The word that I like least of any, the word that gives me shudders and shivers and ewwwwwwwwwwwwww nooooooooooo is - - and it might not be the one you expect - -

PAMPERING

Horrible word. Freaks me out. I don't like the look of it, the sound of it, or the meaning of it.

And I don't quite know why. I think it's because it reminds me of a world I just don't understand.

My hairdresser (who, you may remember, is mad as a bucket of frogs) always says to me, "Oh, it must be lovely for you in your busy life to spend a couple of hours pampering yourself having your hair done."

And, if I were to leap up and slash her throat with her own scissors, I expect she'd think it an over-reaction.

I hate anything like that - anything that makes you sit still where you're not even able to read or watch television. Facial, nails, make-up, massage, the lot - - forget it. In my limited free time, I'd rather be doing something else.
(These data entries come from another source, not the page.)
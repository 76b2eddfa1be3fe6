use std::fs::File;
use std::io::Read;
use std::path::{Path, PathBuf};
use std::{fs, io};

use crate::scoring::{SENTENCE_END, SENTENCE_START};

/// Reads a text file and returns all its lines as a `Vec<String>`.
///
/// - Reads the entire file into memory
/// - Splits on `\n` / `\r\n`
pub(crate) fn read_file<P: AsRef<Path>>(filename: P) -> io::Result<Vec<String>> {
	let mut contents = String::new();
	File::open(filename)?.read_to_string(&mut contents)?;
	Ok(contents.lines().map(str::to_owned).collect())
}

/// Reads a whitespace-tokenised corpus, one sentence per line.
///
/// Blank lines are skipped. Each sentence is wrapped with boundary markers
/// (see `with_boundaries`).
pub fn read_sentences<P: AsRef<Path>>(filename: P) -> io::Result<Vec<Vec<String>>> {
	Ok(read_file(filename)?
		.iter()
		.map(|line| line.split_whitespace().collect::<Vec<_>>())
		.filter(|words| !words.is_empty())
		.map(|words| with_boundaries(&words))
		.collect())
}

/// Reads a corpus file as one flat token stream (see `read_sentences`).
pub fn read_tokens<P: AsRef<Path>>(filename: P) -> io::Result<Vec<String>> {
	Ok(read_sentences(filename)?.into_iter().flatten().collect())
}

/// Prepends `<s>` and appends `</s>` when they are missing.
pub fn with_boundaries<S: AsRef<str>>(words: &[S]) -> Vec<String> {
	let mut sentence: Vec<String> = Vec::with_capacity(words.len() + 2);
	if words.first().map(|w| w.as_ref()) != Some(SENTENCE_START) {
		sentence.push(SENTENCE_START.to_owned());
	}
	sentence.extend(words.iter().map(|w| w.as_ref().to_owned()));
	if words.last().map(|w| w.as_ref()) != Some(SENTENCE_END) {
		sentence.push(SENTENCE_END.to_owned());
	}
	sentence
}

/// Builds an output path based on an input path and a new extension.
///
/// Example:
/// `data/input.txt` + `"full.bin"` → `data/input.full.bin`
pub(crate) fn build_output_path<P: AsRef<Path>>(
	input_path: P,
	output_extension: &str,
) -> io::Result<PathBuf> {
	let input_path = input_path.as_ref();

	let parent = input_path.parent().unwrap_or_else(|| Path::new("."));
	let file_stem = input_path
		.file_stem()
		.ok_or_else(|| io::Error::new(io::ErrorKind::InvalidInput, "Input path has no filename"))?;

	let mut output = PathBuf::from(parent);
	output.push(file_stem);
	output.set_extension(output_extension);

	Ok(output)
}

/// Lists all files with a given extension in a directory.
///
/// Returns file names only (no paths), sorted.
pub fn list_files<P: AsRef<Path>>(dir: P, extension: &str) -> io::Result<Vec<String>> {
	let mut files = Vec::new();

	for entry in fs::read_dir(dir)? {
		let entry = entry?;
		let path = entry.path();

		if path.is_file() && path.extension() == Some(std::ffi::OsStr::new(extension)) {
			if let Some(name) = path.file_name() {
				files.push(name.to_string_lossy().to_string());
			}
		}
	}

	files.sort();
	Ok(files)
}

#[cfg(test)]
mod tests {
	use super::*;
	use std::io::Write;

	#[test]
	fn boundaries_are_added_once() {
		assert_eq!(with_boundaries(&["a", "b"]), vec!["<s>", "a", "b", "</s>"]);
		assert_eq!(with_boundaries(&["<s>", "a", "</s>"]), vec!["<s>", "a", "</s>"]);
	}

	#[test]
	fn output_path_swaps_extension() {
		let path = build_output_path("data/corpus.txt", "full.bin").unwrap();
		assert_eq!(path, PathBuf::from("data/corpus.full.bin"));
	}

	#[test]
	fn read_sentences_skips_blank_lines() {
		let dir = tempfile::tempdir().unwrap();
		let path = dir.path().join("corpus.txt");
		let mut file = File::create(&path).unwrap();
		writeln!(file, "the cat sat").unwrap();
		writeln!(file).unwrap();
		writeln!(file, "  the dog  ").unwrap();

		let sentences = read_sentences(&path).unwrap();
		assert_eq!(sentences.len(), 2);
		assert_eq!(sentences[1], vec!["<s>", "the", "dog", "</s>"]);
		assert_eq!(read_tokens(&path).unwrap().len(), 9);
	}

	#[test]
	fn list_files_filters_extension() {
		let dir = tempfile::tempdir().unwrap();
		File::create(dir.path().join("b.txt")).unwrap();
		File::create(dir.path().join("a.txt")).unwrap();
		File::create(dir.path().join("a.full.bin")).unwrap();

		assert_eq!(list_files(dir.path(), "txt").unwrap(), vec!["a.txt", "b.txt"]);
	}
}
But sometimes I feel that, because I hate all that kind of thing, I'm not a Proper Woman since I can't join in any kind of girly chat about it. So the word PAMPERING makes me feel both bored and inadequate. No wonder I don't like it.

11 Comments:

Anonymous Anonymous said...

I hate 'lavatory' which 'A' tends to use sometimes. It is such a stuck-up archaic word, I despise it.

Other words I hate include:
cosy
toes
snug
bubbly

To name a few. I can't describe why. Same reason I couldn't watch Lassie and The Littlest Hobo as a child; I just... couldn't.

1:36 pm  
Blogger Daphne said...

This comment has been removed by the author.

2:06 pm  
Blogger Daphne said...

I'm with you on every single one of those, Bun. Ewwwwwwwwww noooooo. And, like you, I can't quite say why. Can anyone else say what words they don't like?

2:09 pm  
Blogger Ailbhe said...

I can't imagine using "hosiery" in real life, but it does take up less space on a sign than "socks and tights and stockings and stuff," which is a definite advantage.
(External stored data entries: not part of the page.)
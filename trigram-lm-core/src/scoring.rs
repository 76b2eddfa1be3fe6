use log::debug;

use crate::error::{LmError, Result};
use crate::model::context::Context;
use crate::model::estimator::NextWordEstimator;

/// Sentence start marker, never scored.
pub const SENTENCE_START: &str = "<s>";

/// Sentence end marker, never scored.
pub const SENTENCE_END: &str = "</s>";

/// Whether `word` is a sentence boundary marker.
pub fn is_boundary(word: &str) -> bool {
	word == SENTENCE_START || word == SENTENCE_END
}

/// Base-2 log probability of a sequence and the number of scored tokens.
#[derive(Clone, Copy, Debug, Default, PartialEq)]
pub struct SequenceScore {
	pub log2_prob: f64,
	pub count: usize,
}

impl SequenceScore {
	/// `2^(-log2_prob / count)`, `None` when nothing was scored.
	pub fn perplexity(&self) -> Option<f64> {
		if self.count == 0 {
			return None;
		}
		Some((-self.log2_prob / self.count as f64).exp2())
	}

	/// Accumulates another score into this one.
	pub fn add(&mut self, other: &SequenceScore) {
		self.log2_prob += other.log2_prob;
		self.count += other.count;
	}
}

/// Scores `seq` under `lm`.
///
/// Starts at index `order - 1`, the first position with a full context.
/// Boundary markers are excluded from both the sum and the count.
///
/// # Errors
/// - `LmError::ZeroProbability` if any scored token gets probability 0
/// - Any estimator error (e.g. `LmError::DegenerateSmoothing`)
pub fn score_seq<E, S>(lm: &E, seq: &[S]) -> Result<SequenceScore>
where
	E: NextWordEstimator,
	S: AsRef<str>,
{
	let context_size = lm.order().saturating_sub(1);
	let mut score = SequenceScore::default();

	for i in context_size..seq.len() {
		let word = seq[i].as_ref();
		if is_boundary(word) {
			continue;
		}
		let context = &seq[i - context_size..i];
		let p = lm.next_word_proba(word, context)?;
		if p <= 0.0 {
			return Err(LmError::ZeroProbability {
				word: word.to_owned(),
				context: Context::from_words(context),
			});
		}

		let s = p.log2();
		debug!(
			"log P({} | {}) = {:.3}",
			word,
			Context::from_words(context),
			s
		);
		score.log2_prob += s;
		score.count += 1;
	}

	Ok(score)
}

/// Scores every sentence and sums the results.
pub fn score_corpus<E, T, S>(lm: &E, sentences: &[T]) -> Result<SequenceScore>
where
	E: NextWordEstimator,
	T: AsRef<[S]>,
	S: AsRef<str>,
{
	let mut total = SequenceScore::default();
	for sentence in sentences {
		total.add(&score_seq(lm, sentence.as_ref())?);
	}
	Ok(total)
}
Also, "Beverages" is never shorthand for "Alcoholic drinks" which makes it useful menu-speak.

Words I really don't like... slag, cunt, cunny, vajayjay, piss, tart, ho, bitch (used for non-canines), and many, many more.

7:15 pm  
Anonymous Anonymous said...

Okay I know it's not what you were asking, but I love the word 'settee', much more than sofa or coach or anything else indicating an upholstered-more-than-one seater you might find in a front room (or living room or lounge if you are posh). It's a lovely word and I may love it especially because it is a word used by the poet Ian McMillan and when said with a Barnsley accent it sounds even better.

8:14 pm  
Blogger Ailbhe said...

Oh, and "pampering" I don't mind, but I object to using it to describe expensive, boring and often painful "beauty" treatments which benefit other people far, far more than they benefit myself.

8:29 pm  
Blogger Yorkshire Pudding said...

I think hosiery is a rather nice word but that is probably because I am a pervert.
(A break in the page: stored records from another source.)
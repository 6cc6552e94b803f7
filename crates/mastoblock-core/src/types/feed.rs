use super::de::{decodable_entries, null_as_default, string_entries};
use crate::{sanitize, translate, BlockRule, DomainBlock, Severity};
use serde::{Deserialize, Serialize};

/// A JSON blocklist feed as published by a third party.
///
/// ```json
/// {"domain_blocks": [{"domains": ["bad.example"], "severity": "suspend",
///   "reject_media": true, "reject_reports": false, "reason": "spam"}]}
/// ```
#[derive(Debug, Clone, Default, PartialEq, Eq, Serialize, Deserialize)]
pub struct BlocklistFeed {
    /// Block rules in declaration order; entries that fail to decode are dropped
    #[serde(default, deserialize_with = "decodable_entries")]
    pub domain_blocks: Vec<RawBlockRule>,
}

impl BlocklistFeed {
    /// Parse a feed from its JSON text
    pub fn from_json(text: &str) -> crate::Result<Self> {
        Ok(serde_json::from_str(text)?)
    }

    /// Sanitize the feed into canonical rules
    #[must_use]
    pub fn sanitize(self) -> Vec<BlockRule> {
        sanitize(self.domain_blocks)
    }

    /// Sanitize and flatten the feed into the desired per-domain state
    #[must_use]
    pub fn into_desired_blocks(self) -> Vec<DomainBlock> {
        translate(&self.sanitize())
    }
}

/// A block rule exactly as it appears in the feed; nothing about it is trusted yet
#[derive(Debug, Clone, Default, PartialEq, Eq, Serialize, Deserialize)]
pub struct RawBlockRule {
    /// Domains sharing this rule
    #[serde(default, deserialize_with = "string_entries")]
    pub domains: Vec<String>,

    /// Requested severity
    #[serde(default)]
    pub severity: Severity,

    /// Reject media files from the domain
    #[serde(default, deserialize_with = "null_as_default")]
    pub reject_media: bool,

    /// Ignore reports originating from the domain
    #[serde(default, deserialize_with = "null_as_default")]
    pub reject_reports: bool,

    /// Free-text reason, published as the block's public comment
    #[serde(default, deserialize_with = "null_as_default")]
    pub reason: String,
}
Regarding PAMPERING - doesn't this simply mean affixing a disposable nappy to a baby with diarrhoea?

12:37 am  
Anonymous Anonymous said...

Of course the word 'coach' in my comment should have been 'couch' - ugly word and, with more than one meaning, a lot more dangerous than settee. Perhaps the supermarket sign writers were as tired as me when creating their hosiery sign - at least they used all the right letters, just not in the right order (to paraphrase Eric Morecambe).

7:24 am  
Blogger Debby said...

I don't mind the word moist. I hate being moist though. Shudder.

At the risk of offending sensitive eyes, masturbate is the world I dislike the most. It's harsh and gutteral and it just offends my senses.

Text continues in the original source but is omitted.